[Supplied records]
--- START ---

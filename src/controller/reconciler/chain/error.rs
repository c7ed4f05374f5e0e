//! # Sync Errors
//!
//! Errors raised by chain steps, and the classification the control loop uses
//! to pick a retry strategy and a condition reason.

use crate::controller::reconciler::chain::resolver::ReferenceKind;
use crate::controller::reconciler::status::conditions::StepKey;
use crate::controller::reconciler::validation::ValidationError;
use crate::keycloak::KeycloakError;
use thiserror::Error;

#[derive(Debug, Error)]
pub enum SyncError {
    /// A name in the document does not exist on the server
    #[error("{kind} {name:?} not found")]
    ReferenceNotFound { kind: ReferenceKind, name: String },

    /// The document asks for something that cannot be expressed remotely
    #[error("{0}")]
    Configuration(String),

    /// Building the remote payload for one desired item failed
    #[error("unable to convert {kind} {name:?}")]
    Convert {
        kind: &'static str,
        name: String,
        #[source]
        source: Box<SyncError>,
    },

    /// A Keycloak call failed
    #[error("unable to {action}")]
    Remote {
        action: String,
        #[source]
        source: KeycloakError,
    },
}

impl SyncError {
    /// Wrap a Keycloak error with the action that was attempted
    pub fn remote(action: impl Into<String>) -> impl FnOnce(KeycloakError) -> Self {
        let action = action.into();
        move |source| Self::Remote { action, source }
    }

    #[must_use]
    pub fn class(&self) -> ErrorClass {
        match self {
            Self::ReferenceNotFound { .. } | Self::Configuration(_) => ErrorClass::Configuration,
            Self::Convert { source, .. } => source.class(),
            Self::Remote { source, .. } => ErrorClass::of_keycloak(source),
        }
    }
}

/// A step failed; everything the step applied before the failure stays applied
#[derive(Debug, Error)]
#[error("failed to sync {step}")]
pub struct ChainError {
    pub step: StepKey,
    #[source]
    pub source: SyncError,
}

/// How the control loop treats a failed attempt
#[derive(Debug, Clone, Copy, PartialEq, Eq)]
pub enum ErrorClass {
    /// The document is wrong, references something missing or was rejected by
    /// Keycloak; retried with backoff
    Configuration,
    /// Timeouts, 5xx, 429 and connection failures; retried with backoff
    Transient,
    /// Keycloak could not be reached while connecting; fixed retry, not counted
    UpstreamUnavailable,
}

impl ErrorClass {
    /// Classify by walking the error chain for the first known error type
    #[must_use]
    pub fn of(error: &anyhow::Error) -> Self {
        for cause in error.chain() {
            if let Some(chain_error) = cause.downcast_ref::<ChainError>() {
                return chain_error.source.class();
            }
            if let Some(sync_error) = cause.downcast_ref::<SyncError>() {
                return sync_error.class();
            }
            if cause.downcast_ref::<ValidationError>().is_some() {
                return Self::Configuration;
            }
            if let Some(keycloak_error) = cause.downcast_ref::<KeycloakError>() {
                return Self::of_keycloak(keycloak_error);
            }
        }
        Self::Transient
    }

    /// Requests Keycloak rejects outright (4xx other than 429, undecodable
    /// answers) point at the document rather than the server
    #[must_use]
    pub fn of_keycloak(error: &KeycloakError) -> Self {
        if error.is_unavailable() {
            Self::UpstreamUnavailable
        } else if error.is_transient() {
            Self::Transient
        } else {
            Self::Configuration
        }
    }

    /// Condition reason for a failure of this class
    #[must_use]
    pub fn reason(self) -> &'static str {
        match self {
            Self::Configuration => "ConfigurationError",
            Self::Transient | Self::UpstreamUnavailable => "KeycloakAPIError",
        }
    }
}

--- END ---

[Try it] Please return the records above exactly as they are written.

[Exercise solution]
filename src/controller/reconciler/chain/error.rs
repository c7ed4f05374f5e0e
//! # Sync Errors
//!
//! Errors raised by chain steps, and the classification the control loop uses
//! to pick a retry strategy and a condition reason.

use crate::controller::reconciler::chain::resolver::ReferenceKind;
use crate::controller::reconciler::status::conditions::StepKey;
use crate::controller::reconciler::validation::ValidationError;
use crate::keycloak::KeycloakError;
use thiserror::Error;

#[derive(Debug, Error)]
pub enum SyncError {
    /// A name in the document does not exist on the server
    #[error("{kind} {name:?} not found")]
    ReferenceNotFound { kind: ReferenceKind, name: String },

    /// The document asks for something that cannot be expressed remotely
    #[error("{0}")]
    Configuration(String),

    /// Building the remote payload for one desired item failed
    #[error("unable to convert {kind} {name:?}")]
    Convert {
        kind: &'static str,
        name: String,
        #[source]
        source: Box<SyncError>,
    },

    /// A Keycloak call failed
    #[error("unable to {action}")]
    Remote {
        action: String,
        #[source]
        source: KeycloakError,
    },
}

impl SyncError {
    /// Wrap a Keycloak error with the action that was attempted
    pub fn remote(action: impl Into<String>) -> impl FnOnce(KeycloakError) -> Self {
        let action = action.into();
        move |source| Self::Remote { action, source }
    }

    #[must_use]
    pub fn class(&self) -> ErrorClass {
        match self {
            Self::ReferenceNotFound { .. } | Self::Configuration(_) => ErrorClass::Configuration,
            Self::Convert { source, .. } => source.class(),
            Self::Remote { source, .. } => ErrorClass::of_keycloak(source),
        }
    }
}

/// A step failed; everything the step applied before the failure stays applied
#[derive(Debug, Error)]
#[error("failed to sync {step}")]
pub struct ChainError {
    pub step: StepKey,
    #[source]
    pub source: SyncError,
}

/// How the control loop treats a failed attempt
#[derive(Debug, Clone, Copy, PartialEq, Eq)]
pub enum ErrorClass {
    /// The document is wrong, references something missing or was rejected by
    /// Keycloak; retried with backoff
    Configuration,
    /// Timeouts, 5xx, 429 and connection failures; retried with backoff
    Transient,
    /// Keycloak could not be reached while connecting; fixed retry, not counted
    UpstreamUnavailable,
}

impl ErrorClass {
    /// Classify by walking the error chain for the first known error type
    #[must_use]
    pub fn of(error: &anyhow::Error) -> Self {
        for cause in error.chain() {
            if let Some(chain_error) = cause.downcast_ref::<ChainError>() {
                return chain_error.source.class();
            }
            if let Some(sync_error) = cause.downcast_ref::<SyncError>() {
                return sync_error.class();
            }
            if cause.downcast_ref::<ValidationError>().is_some() {
                return Self::Configuration;
            }
            if let Some(keycloak_error) = cause.downcast_ref::<KeycloakError>() {
                return Self::of_keycloak(keycloak_error);
            }
        }
        Self::Transient
    }

    /// Requests Keycloak rejects outright (4xx other than 429, undecodable
    /// answers) point at the document rather than the server
    #[must_use]
    pub fn of_keycloak(error: &KeycloakError) -> Self {
        if error.is_unavailable() {
            Self::UpstreamUnavailable
        } else if error.is_transient() {
            Self::Transient
        } else {
            Self::Configuration
        }
    }

    /// Condition reason for a failure of this class
    #[must_use]
    pub fn reason(self) -> &'static str {
        match self {
            Self::Configuration => "ConfigurationError",
            Self::Transient | Self::UpstreamUnavailable => "KeycloakAPIError",
        }
    }
}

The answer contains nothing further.